What Napoleon gave to his officers.
French travelling clock, a so-called capucine, c. 1805.
The austere rectangular brass case has doors on both sides, as well as at the back. The backdoor gives access to the pendulum and has a catch which is typical for capucines. The clock is surmounted by a bell on a support with a carrying handle on top. The four corners are embellished by four turned vase-shaped finials. The clock stands on four turned feet. The front shows a white enamel dial, set in an engine-turned bezel, which looks like a rope. Beneath the dial are two winding holes.
The spring-driven, eight day movement consists of going, striking and alarm trains. The going train has anchor escapement and short, silk-suspended pendulum.

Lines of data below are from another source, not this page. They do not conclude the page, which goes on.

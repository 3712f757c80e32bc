//! Page fetching with bounded retry on server-side failures.
//!
//! The module uses a small trait-based design:
//! - [`FetchPage`]: core trait, one URL in, page body out
//! - [`HttpFetcher`]: a single GET through `reqwest` with the configured
//!   user agent and per-request timeout
//! - [`RetryFetch`]: decorator that retries transient failures
//!
//! # Retry Strategy
//!
//! Only [`ScrapeError::TransientFetch`] is retried: a 5xx response or an
//! attempt that hit the request timeout. With `max_retries = R` a page that
//! keeps failing this way is requested exactly `R + 1` times. Client errors
//! (4xx) and other transport failures are returned after the first attempt.

use crate::config::FetchConfig;
use crate::error::ScrapeError;
use rand::{Rng, rng};
use std::fmt;
use std::time::{Duration, Instant};
use tokio::time::sleep;
use tracing::{debug, error, info, instrument, warn};

/// Something that can turn a URL into page content.
pub trait FetchPage {
    /// Fetch `url` and return the body as text.
    ///
    /// # Errors
    ///
    /// [`ScrapeError::TransientFetch`] for failures worth another attempt,
    /// [`ScrapeError::PermanentFetch`] for everything else.
    async fn fetch(&self, url: &str) -> Result<String, ScrapeError>;
}

/// One-shot HTTP GET.
#[derive(Debug, Clone)]
pub struct HttpFetcher {
    client: reqwest::Client,
}

impl HttpFetcher {
    /// Build the underlying `reqwest` client.
    ///
    /// # Errors
    ///
    /// [`ScrapeError::Config`] if the client cannot be built (for example a
    /// user agent that is not a valid header value).
    pub fn new(config: &FetchConfig) -> Result<Self, ScrapeError> {
        let client = reqwest::Client::builder()
            .user_agent(config.user_agent.clone())
            .timeout(config.timeout)
            .build()
            .map_err(|e| ScrapeError::Config(format!("cannot build http client: {e}")))?;
        Ok(Self { client })
    }
}

impl FetchPage for HttpFetcher {
    #[instrument(level = "debug", skip_all, fields(%url))]
    async fn fetch(&self, url: &str) -> Result<String, ScrapeError> {
        info!(%url, "Fetching page");

        let response = self
            .client
            .get(url)
            .send()
            .await
            .map_err(|e| classify_transport_error(url, &e))?;

        let status = response.status();
        if status.is_server_error() {
            return Err(ScrapeError::TransientFetch {
                url: url.to_string(),
                status: Some(status.as_u16()),
                attempts: 1,
                reason: status.to_string(),
            });
        }
        if !status.is_success() {
            return Err(ScrapeError::PermanentFetch {
                url: url.to_string(),
                status: Some(status.as_u16()),
                reason: status.to_string(),
            });
        }

        let body = response
            .text()
            .await
            .map_err(|e| classify_transport_error(url, &e))?;
        debug!(bytes = body.len(), "Fetched page body");
        Ok(body)
    }
}

/// Timeouts share the 5xx retry policy; anything else on the transport is final.
fn classify_transport_error(url: &str, e: &reqwest::Error) -> ScrapeError {
    if e.is_timeout() {
        ScrapeError::TransientFetch {
            url: url.to_string(),
            status: None,
            attempts: 1,
            reason: format!("timed out: {e}"),
        }
    } else {
        ScrapeError::PermanentFetch {
            url: url.to_string(),
            status: e.status().map(|s| s.as_u16()),
            reason: e.to_string(),
        }
    }
}

/// Wrapper that retries transient failures of any [`FetchPage`].
///
/// The delay between attempts is `retry_delay` plus up to 250ms of jitter.
/// A zero `retry_delay` disables waiting entirely.
pub struct RetryFetch<T> {
    inner: T,
    max_retries: usize,
    retry_delay: Duration,
}

impl<T> RetryFetch<T>
where
    T: FetchPage,
{
    /// Wrap `inner`.
    ///
    /// # Arguments
    ///
    /// * `inner` - The fetcher doing the actual work
    /// * `max_retries` - Extra attempts after the first; `0` disables retry
    /// * `retry_delay` - Base wait before each retry
    ///
    /// # Examples
    ///
    /// ```no_run
    /// use health_faq_scraper::config::FetchConfig;
    /// use health_faq_scraper::fetch::{HttpFetcher, RetryFetch};
    /// use std::time::Duration;
    ///
    /// let http = HttpFetcher::new(&FetchConfig::default())?;
    /// let fetcher = RetryFetch::new(http, 3, Duration::from_millis(500));
    /// # Ok::<(), health_faq_scraper::error::ScrapeError>(())
    /// ```
    pub fn new(inner: T, max_retries: usize, retry_delay: Duration) -> Self {
        Self {
            inner,
            max_retries,
            retry_delay,
        }
    }

    fn backoff(&self) -> Duration {
        if self.retry_delay.is_zero() {
            return Duration::ZERO;
        }
        let jitter_ms: u64 = rng().random_range(0..=250);
        self.retry_delay + Duration::from_millis(jitter_ms)
    }
}

impl<T> fmt::Debug for RetryFetch<T> {
    fn fmt(&self, f: &mut fmt::Formatter<'_>) -> fmt::Result {
        f.debug_struct("RetryFetch")
            .field("max_retries", &self.max_retries)
            .field("retry_delay", &self.retry_delay)
            .finish()
    }
}

impl<T> FetchPage for RetryFetch<T>
where
    T: FetchPage,
{
    #[instrument(level = "info", skip_all, fields(%url))]
    async fn fetch(&self, url: &str) -> Result<String, ScrapeError> {
        let total_t0 = Instant::now();
        let mut attempt = 0usize;

        loop {
            attempt += 1;
            match self.inner.fetch(url).await {
                Ok(body) => return Ok(body),
                Err(e) if e.is_transient() && attempt <= self.max_retries => {
                    let delay = self.backoff();
                    warn!(
                        attempt,
                        max_retries = self.max_retries,
                        ?delay,
                        error = %e,
                        "Transient fetch failure; retrying"
                    );
                    if !delay.is_zero() {
                        sleep(delay).await;
                    }
                }
                Err(ScrapeError::TransientFetch {
                    url, status, reason, ..
                }) => {
                    error!(
                        attempts = attempt,
                        elapsed_ms_total = total_t0.elapsed().as_millis(),
                        %reason,
                        "Fetch exhausted retries"
                    );
                    return Err(ScrapeError::TransientFetch {
                        url,
                        status,
                        attempts: attempt,
                        reason,
                    });
                }
                Err(e) => {
                    error!(error = %e, "Fetch failed");
                    return Err(e);
                }
            }
        }
    }
}

/// The production fetcher: HTTP with retry.
pub type Fetcher = RetryFetch<HttpFetcher>;

/// Build the production fetcher from its settings.
///
/// # Returns
///
/// An [`HttpFetcher`] sending `config.user_agent` with `config.timeout`,
/// wrapped in a [`RetryFetch`] allowing `config.max_retries` extra attempts.
///
/// # Errors
///
/// See [`HttpFetcher::new`].
pub fn build_fetcher(config: &FetchConfig) -> Result<Fetcher, ScrapeError> {
    let http = HttpFetcher::new(config)?;
    Ok(RetryFetch::new(http, config.max_retries, config.retry_delay))
}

The rack striking train indicates the hours fully and the half hour by one stroke on the bell. Two minutes past the hour it is repeated. The clock has trip repeat which is activated by a small button in the right-hand door. The alarm is activated by pulling a chord, which winds a spring. The alarm train is set by a sweep central pointer on the chapter ring.

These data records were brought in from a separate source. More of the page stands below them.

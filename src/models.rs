//! Data models for extracted FAQ content.
//!
//! - [`QaRecord`]: one question/answer pair, the unit written to the CSV files
//! - [`Category`]: a WHO topic page discovered on the hub page

use chrono::NaiveDate;

/// Column order of every QA pairs file.
pub const QA_FIELDS: [&str; 5] = ["date", "url", "category", "question", "answer"];

/// Column order of the WHO category listing.
pub const CATEGORY_FIELDS: [&str; 2] = ["url", "category"];

/// Date format written to the `date` column.
pub const DATE_FORMAT: &str = "%d/%m/%Y";

/// A question/answer pair extracted from an FAQ page.
#[derive(Debug, Clone, PartialEq, Eq)]
pub struct QaRecord {
    /// Day the extraction ran (not the page's publish date).
    pub captured_date: NaiveDate,
    /// Page the pair was read from.
    pub source_url: String,
    pub category: String,
    pub question: String,
    pub answer: String,
}

impl QaRecord {
    /// Fields in [`QA_FIELDS`] order, date rendered as `DD/MM/YYYY`.
    pub fn to_row(&self) -> [String; 5] {
        [
            self.captured_date.format(DATE_FORMAT).to_string(),
            self.source_url.clone(),
            self.category.clone(),
            self.question.clone(),
            self.answer.clone(),
        ]
    }
}

/// A WHO category: relative path on the WHO site plus its display name.
#[derive(Debug, Clone, PartialEq, Eq)]
pub struct Category {
    pub path: String,
    pub name: String,
}

impl Category {
    pub fn to_row(&self) -> [String; 2] {
        [self.path.clone(), self.name.clone()]
    }
}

The white enamel dial dominates the front and emphasis the functionality of the clock. The time is indicated by a pair of blued-steel Breguet hands on a black Roman chapter ring.
Waging war in Napoleons time implied enormous moves from one places to another and setting up camp from where action was undertaken. Officers enjoyed a certain luxury and stayed in relatively comfortable tents. It interior also comprised a clock, a so-called pendule d’officier (‘officer’s clock’), which in the French Empire period was give the name of capucine.